Evolutionary transitions in individuality (ETIs) are often conceptualized in a static rather than dynamical way. Abstractly, once an ETI is complete, the particles or lower-level entities (e.g., genes or cells) are regarded as the “bricks” constituting the “building” of the higher-level entities or collective (e.g., chromosomes or multicellular organisms). However, this static view underplays the dynamical nature of the collective—results of interactions between lower-level entities are only described in a phenomenological way. This is particularly detrimental when studying ETIs. We propose a different view in which both particles and collectives have their own developmental (internal) and ecological dynamics (external). One subtlety of this view is that the dynamics at both levels are intertwined in nested systems: a process described as the ecology of the cells is the development of the multicellular organism. Likewise, the development of the cells constrains their ecology and, ultimately, limits the space that can be explored by collectives. In this paper, we will focus on how regarding nested systems from the point of view of their life cycle, as a central object for the study of ETIs, can help clarify the problem of nested dynamics. First, we will show under what conditions a dynamical system can qualify as a life cycle by drawing from the Darwinian properties framework and, in particular, Godfrey-Smith’s (2009) Darwinian space. Second, we will show how focusing on life cycle rather than the entity at one point of the life cycle permits us to clarify the problems of entangled timescales and fuzzy boundaries, particularly in the context of the ecological scaffolding scenario of ETIs (Black et al., 2020; Doulcier et al., 2020). Third, we will contrast this view with some alternative formalizations of the ETIs. Finally, we will outline a research program detailing how this focus could be used to tackle outstanding questions in the field.

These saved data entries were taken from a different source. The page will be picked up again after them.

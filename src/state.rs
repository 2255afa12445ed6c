use std::sync::Arc;

use thiserror::Error;

use crate::core::config::{AppPaths, ConfigService};
use crate::core::errors::ApiError;
use crate::llm::{LlmProvider, OpenAiProvider};
use crate::qa::{AnswerGenerator, ContextAssembler, QaService, SourceReliabilityEvaluator};
use crate::retrieval::{HybridRetriever, SourceFilter, VectorIndex, VectorRetriever};
use crate::search::{LiveSearch, TavilyClient};

#[derive(Debug, Error)]
pub enum InitializationError {
    #[error("failed to load configuration: {0}")]
    Config(ApiError),
    #[error("failed to open vector index: {0}")]
    Index(ApiError),
    #[error("failed to build LLM provider: {0}")]
    Llm(ApiError),
    #[error("failed to build search client: {0}")]
    Search(ApiError),
}

/// Global application state shared across all routes.
///
/// The vector index is loaded once here and treated as read-only for the
/// lifetime of the process; queries share it without coordination.
#[derive(Clone)]
pub struct AppState {
    pub paths: Arc<AppPaths>,
    pub config: ConfigService,
    pub index: Arc<VectorIndex>,
    pub qa: Arc<QaService>,
}

impl AppState {
    pub async fn initialize() -> Result<Arc<Self>, InitializationError> {
        let paths = Arc::new(AppPaths::new());
        let config = ConfigService::new(paths.clone());
        let config_value = config.load_config().map_err(InitializationError::Config)?;

        let index = Arc::new(
            VectorIndex::new(paths.as_ref())
                .await
                .map_err(InitializationError::Index)?,
        );

        let llm: Arc<dyn LlmProvider> = Arc::new(
            OpenAiProvider::from_config(&config_value).map_err(InitializationError::Llm)?,
        );
        let search: Arc<dyn LiveSearch> = Arc::new(
            TavilyClient::from_config(&config_value).map_err(InitializationError::Search)?,
        );

        let local_top_k = config_value
            .get("retrieval")
            .and_then(|v| v.get("local_top_k"))
            .and_then(|v| v.as_u64())
            .unwrap_or(10) as usize;
        let live_top_n = config_value
            .get("retrieval")
            .and_then(|v| v.get("live_top_n"))
            .and_then(|v| v.as_u64())
            .unwrap_or(3) as usize;

        let retriever = VectorRetriever::from_config(index.clone(), llm.clone(), &config_value);
        let filter = SourceFilter::from_config(&config_value);
        let hybrid = HybridRetriever::new(retriever, search, filter, local_top_k, live_top_n);

        let assembler = ContextAssembler::from_config(&config_value);
        let generator = AnswerGenerator::from_config(llm.clone(), &config_value);
        let evaluator = SourceReliabilityEvaluator::from_config(llm.clone(), &config_value);

        let qa = Arc::new(QaService::new(hybrid, assembler, generator, evaluator));

        Ok(Arc::new(AppState {
            paths,
            config,
            index,
            qa,
        }))
    }
}
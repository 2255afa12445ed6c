use serde::{Deserialize, Serialize};

#[derive(Debug, Clone, Serialize, Deserialize)]
pub struct ChatMessage {
    pub role: String,
    pub content: String,
}

impl ChatMessage {
    pub fn user(content: impl Into<String>) -> Self {
        Self {
            role: "user".to_string(),
            content: content.into(),
        }
    }

    pub fn system(content: impl Into<String>) -> Self {
        Self {
            role: "system".to_string(),
            content: content.into(),
        }
    }
}

#[derive(Debug, Clone)]
pub struct ChatRequest {
    pub messages: Vec<ChatMessage>,
    pub temperature: Option<f64>,
    pub max_tokens: Option<i32>,
}

impl ChatRequest {
    pub fn new(messages: Vec<ChatMessage>) -> Self {
        Self {
            messages,
            temperature: None,
            max_tokens: None,
        }
    }

    /// Answer generation and source evaluation both run in deterministic
    /// mode: the same context and question should produce the same output.
    pub fn deterministic(messages: Vec<ChatMessage>) -> Self {
        Self {
            messages,
            temperature: Some(0.0),
            max_tokens: None,
        }
    }
}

During an evolutionary transition in individuality (ETI), lower-level entities interact in such a way that they produce higher-level entities that become new units invoked in evolutionary explanation at this higher level (Michod, 2005; Okasha, 2006). In this paper, we will argue that to understand an ETI, it is crucial to first understand the type of ecological conditions under which the formation of higher-level entities can occur. For instance, from the perspective of a cell or, more abstractly, a particle, one will ask under what environmental conditions is it advantageous to become part of and possibly fully dependent on a larger entity such as a multicellular organism or, more abstractly, a collective? This leads to a view of ETIs in which being part of a larger entity is regarded as a potential strategy or phenotype from the point of view of the lower level. Starting from recent works in experimental and theoretical evolution (e.g., Black et al., 2020; Hammerschmidt et al., 2014, Bourrat et al., 2021), we will provide boundary conditions on the environment for ETIs to be possible. First, we will argue that the environment must be complex, where complexity is defined by the number of discrete states and an associated probability distribution, which can be connected to the notion of entropy in information theory. Second, we will argue that these states must have a sequential order that can be defined either spatially or temporally. Finally, we will argue that the difference between sequential states must be relatively smooth because large differences between sequential states would exceed the adaptive capacity of the entities undergoing the transition.